How to Build a TB‑Scale Log Monitoring System with the ELK Stack
This article explains how to design and implement a centralized log monitoring platform using the ELK stack, Filebeat, Elastic APM, Prometheus, and Kafka Streams to collect, filter, visualize, and alert on petabyte‑level logs across thousands of microservices.
Our Solution
We built a log monitoring system that centralizes log collection, filtering, and visualization, enabling operations and development teams to access actionable data from petabyte‑scale logs.
The system provides unified log collection and cleaning, as well as visual dashboards, monitoring, alerts, and searchable logs.
Functional Flow Overview
Our Architecture
① Log collection agents use FileBeat on each service node. The backend UI allows configuration of one FileBeat per machine, with topics that can be one‑to‑one or many‑to‑one based on log volume. In addition to business logs, we collect MySQL slow‑query and error logs, as well as third‑party logs such as Nginx. Deployment is automated through our CI platform, which starts the FileBeat processes.
② We use Elastic APM as a side‑car to gather call stacks, tracing, process metrics, and SQL without modifying application code. APM captures HTTP call chains, internal method stacks, SQL statements, CPU and memory usage. However, it does not support all languages (e.g., C) and cannot collect non‑error logs surrounding an error, nor can it distinguish custom business exceptions from system exceptions, which may cause noisy alerts.
③ The APM agent is extended to collect detailed GC, heap, memory, and thread information.
④ Server‑level metrics are collected by Prometheus .
⑤ As a SaaS provider with many services, we cannot enforce a unified logging format across legacy services, and forcing code changes is impractical. Many logs are low‑value debug statements that increase storage costs.
To address resource constraints, we filter, clean, and dynamically adjust log collection priorities. All logs are first ingested into a Kafka cluster with a short retention window (typically one hour), allowing us to free up storage on the original services.
⑥ Log Streams is our log filtering and cleaning service. It uses Kafka Streams for ETL processing, with a UI for dynamic rule configuration. Sample rules include:
Collect all error‑level logs by default.
Open a time window around error events to also collect surrounding info‑level logs.

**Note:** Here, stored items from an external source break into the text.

use std::io;

use thiserror::Error;

#[derive(Debug, Error)]
pub enum ConfigError {
    #[error("I/O error: {0}")]
    Io(#[from] io::Error),

    #[error("Serialization error: {0}")]
    Serde(#[from] serde_json::Error),

    #[error("Unknown configuration key `{0}`")]
    UnknownKey(String),

    #[error("Invalid value `{value}` for `{key}`")]
    InvalidValue { key: String, value: String },
}
//! spendwise-core
//!
//! The aggregation engine: pure functions from a record snapshot plus a reference
//! date to totals, category breakdowns, trends and bill lists.
//! Depends on spendwise-domain. No I/O, no rendering, no shared mutable state.

pub mod bill_service;
pub mod category_service;
pub mod error;
pub mod format;
pub mod reminder_service;
pub mod report_service;
pub mod search_service;
pub mod settings;
pub mod summary_service;
pub mod time;
pub mod trend_service;
pub mod validation;


pub use bill_service::*;
pub use category_service::*;
pub use error::CoreError;
pub use format::*;
pub use reminder_service::*;
pub use report_service::*;
pub use search_service::*;
pub use settings::AggregationSettings;
pub use summary_service::*;
pub use time::Clock;
pub use trend_service::*;
pub use validation::*;
//! Bills and their derived payment status.

use std::fmt;

use chrono::{DateTime, NaiveDate, Utc};
use serde::{Deserialize, Serialize};

use crate::common::*;

#[derive(Debug, Clone, Serialize, Deserialize, PartialEq)]
#[serde(rename_all = "camelCase")]
pub struct Bill {
    #[serde(default)]
    pub id: String,
    #[serde(default, skip_serializing_if = "Option::is_none")]
    pub user_id: Option<String>,
    #[serde(default)]
    pub name: String,
    #[serde(default)]
    pub amount: f64,
    #[serde(with = "crate::serde_date")]
    pub due_date: NaiveDate,
    #[serde(default, rename = "isRecurring")]
    pub recurring: bool,
    #[serde(default)]
    pub reminder_enabled: bool,
    #[serde(default, rename = "isPaid")]
    pub paid: bool,
    #[serde(
        default,
        with = "crate::serde_date::option",
        skip_serializing_if = "Option::is_none"
    )]
    pub paid_date: Option<NaiveDate>,
    #[serde(default, skip_serializing_if = "Option::is_none")]
    pub notes: Option<String>,
    #[serde(default, skip_serializing_if = "Option::is_none")]
    pub created_at: Option<DateTime<Utc>>,
}

impl Bill {
    pub fn new(name: impl Into<String>, amount: f64, due_date: NaiveDate) -> Self {
        Self {
            id: new_record_id(),
            user_id: None,
            name: name.into(),
            amount,
            due_date,
            recurring: false,
            reminder_enabled: false,
            paid: false,
            paid_date: None,
            notes: None,
            created_at: None,
        }
    }

    pub fn recurring(mut self) -> Self {
        self.recurring = true;
        self
    }

    pub fn with_reminder(mut self) -> Self {
        self.reminder_enabled = true;
        self
    }

    /// Marks the bill paid on `date`, keeping `paid` and `paid_date` in step.
    pub fn mark_paid(&mut self, date: NaiveDate) {
        self.paid = true;
        self.paid_date = Some(date);
    }

    pub fn mark_unpaid(&mut self) {
        self.paid = false;
        self.paid_date = None;
    }

    pub fn paid_on(mut self, date: NaiveDate) -> Self {
        self.mark_paid(date);
        self
    }

    /// `paid_date` is present exactly when the bill is paid.
    pub fn has_consistent_paid_date(&self) -> bool {
        self.paid == self.paid_date.is_some()
    }
}

impl Identifiable for Bill {
    fn id(&self) -> &str {
        &self.id
    }
}

impl Amounted for Bill {
    fn amount(&self) -> f64 {
        self.amount
    }
}

impl Dated for Bill {
    fn date(&self) -> NaiveDate {
        self.due_date
    }
}

impl Displayable for Bill {
    fn display_label(&self) -> String {
        format!("{} (due {})", self.name, self.due_date)
    }
}

pub const PAID_COLOR: &str = "#27AE60";
pub const OVERDUE_COLOR: &str = "#E74C3C";
pub const DUE_SOON_COLOR: &str = "#F39C12";
pub const UPCOMING_COLOR: &str = "#3498DB";

#[derive(Debug, Clone, Copy, Serialize, Deserialize, PartialEq, Eq)]
/// Payment status of a bill relative to a reference date.
pub enum BillStatus {
    Paid,
    /// Due today or earlier. `days_overdue` is zero for a bill due today.
    Overdue { days_overdue: i64 },
    DueSoon { days: i64 },
    Upcoming { days: i64 },
}

impl BillStatus {
    pub fn color(&self) -> &'static str {
        match self {
            BillStatus::Paid => PAID_COLOR,
            BillStatus::Overdue { .. } => OVERDUE_COLOR,
            BillStatus::DueSoon { .. } => DUE_SOON_COLOR,
            BillStatus::Upcoming { .. } => UPCOMING_COLOR,
        }
    }

    pub fn is_overdue(&self) -> bool {
        matches!(self, BillStatus::Overdue { .. })
    }

    pub fn is_due_soon(&self) -> bool {
        matches!(self, BillStatus::DueSoon { .. })
    }
}

impl fmt::Display for BillStatus {
    fn fmt(&self, f: &mut fmt::Formatter<'_>) -> fmt::Result {
        match self {
            BillStatus::Paid => f.write_str("Paid"),
            BillStatus::Overdue { .. } => f.write_str("Overdue"),
            BillStatus::DueSoon { days } | BillStatus::Upcoming { days } => {
                write!(f, "Due in {days} days")
            }
        }
    }
}

#[cfg(test)]
mod tests {
    use super::*;

    #[test]
    fn mark_paid_keeps_paid_date_in_step() {
        let due = NaiveDate::from_ymd_opt(2024, 3, 1).unwrap();
        let mut bill = Bill::new("Rent", 1200.0, due);
        assert!(bill.has_consistent_paid_date());

        bill.mark_paid(due);
        assert!(bill.paid);
        assert_eq!(bill.paid_date, Some(due));
        assert!(bill.has_consistent_paid_date());

        bill.mark_unpaid();
        assert!(!bill.paid);
        assert!(bill.paid_date.is_none());
    }

    #[test]
    fn deserializes_store_flags() {
        let bill: Bill = serde_json::from_str(
            r#"{"id":"b1","name":"Power","amount":80,"dueDate":"2024-03-12",
                "isRecurring":true,"reminderEnabled":true,"isPaid":true,
                "paidDate":"2024-03-11T09:00:00.000Z"}"#,
        )
        .expect("parse bill");
        assert!(bill.recurring);
        assert!(bill.reminder_enabled);
        assert!(bill.paid);
        assert_eq!(bill.paid_date, NaiveDate::from_ymd_opt(2024, 3, 11));
    }

    #[test]
    fn status_labels_match_cards() {
        assert_eq!(BillStatus::Paid.to_string(), "Paid");
        assert_eq!(BillStatus::Overdue { days_overdue: 4 }.to_string(), "Overdue");
        assert_eq!(BillStatus::DueSoon { days: 2 }.to_string(), "Due in 2 days");
        assert_eq!(BillStatus::Upcoming { days: 9 }.to_string(), "Due in 9 days");
        assert_eq!(BillStatus::DueSoon { days: 1 }.color(), DUE_SOON_COLOR);
    }
}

Each service can configure up to 100 key logs for full collection.
Filter slow SQL based on business categories.
Real‑time aggregation of business SQL for DBA optimization.
Dynamic cleaning based on peak load, log level, and per‑service limits.
Adjust time windows dynamically.
Generate indices per service and log level with date suffixes for familiar developer access.
Log Visualization
We use Grafana for dashboards, which seamlessly integrates with Prometheus and Elasticsearch. Kibana is used for APM visual analysis.
We hope this design helps you build a scalable, cost‑effective log monitoring platform.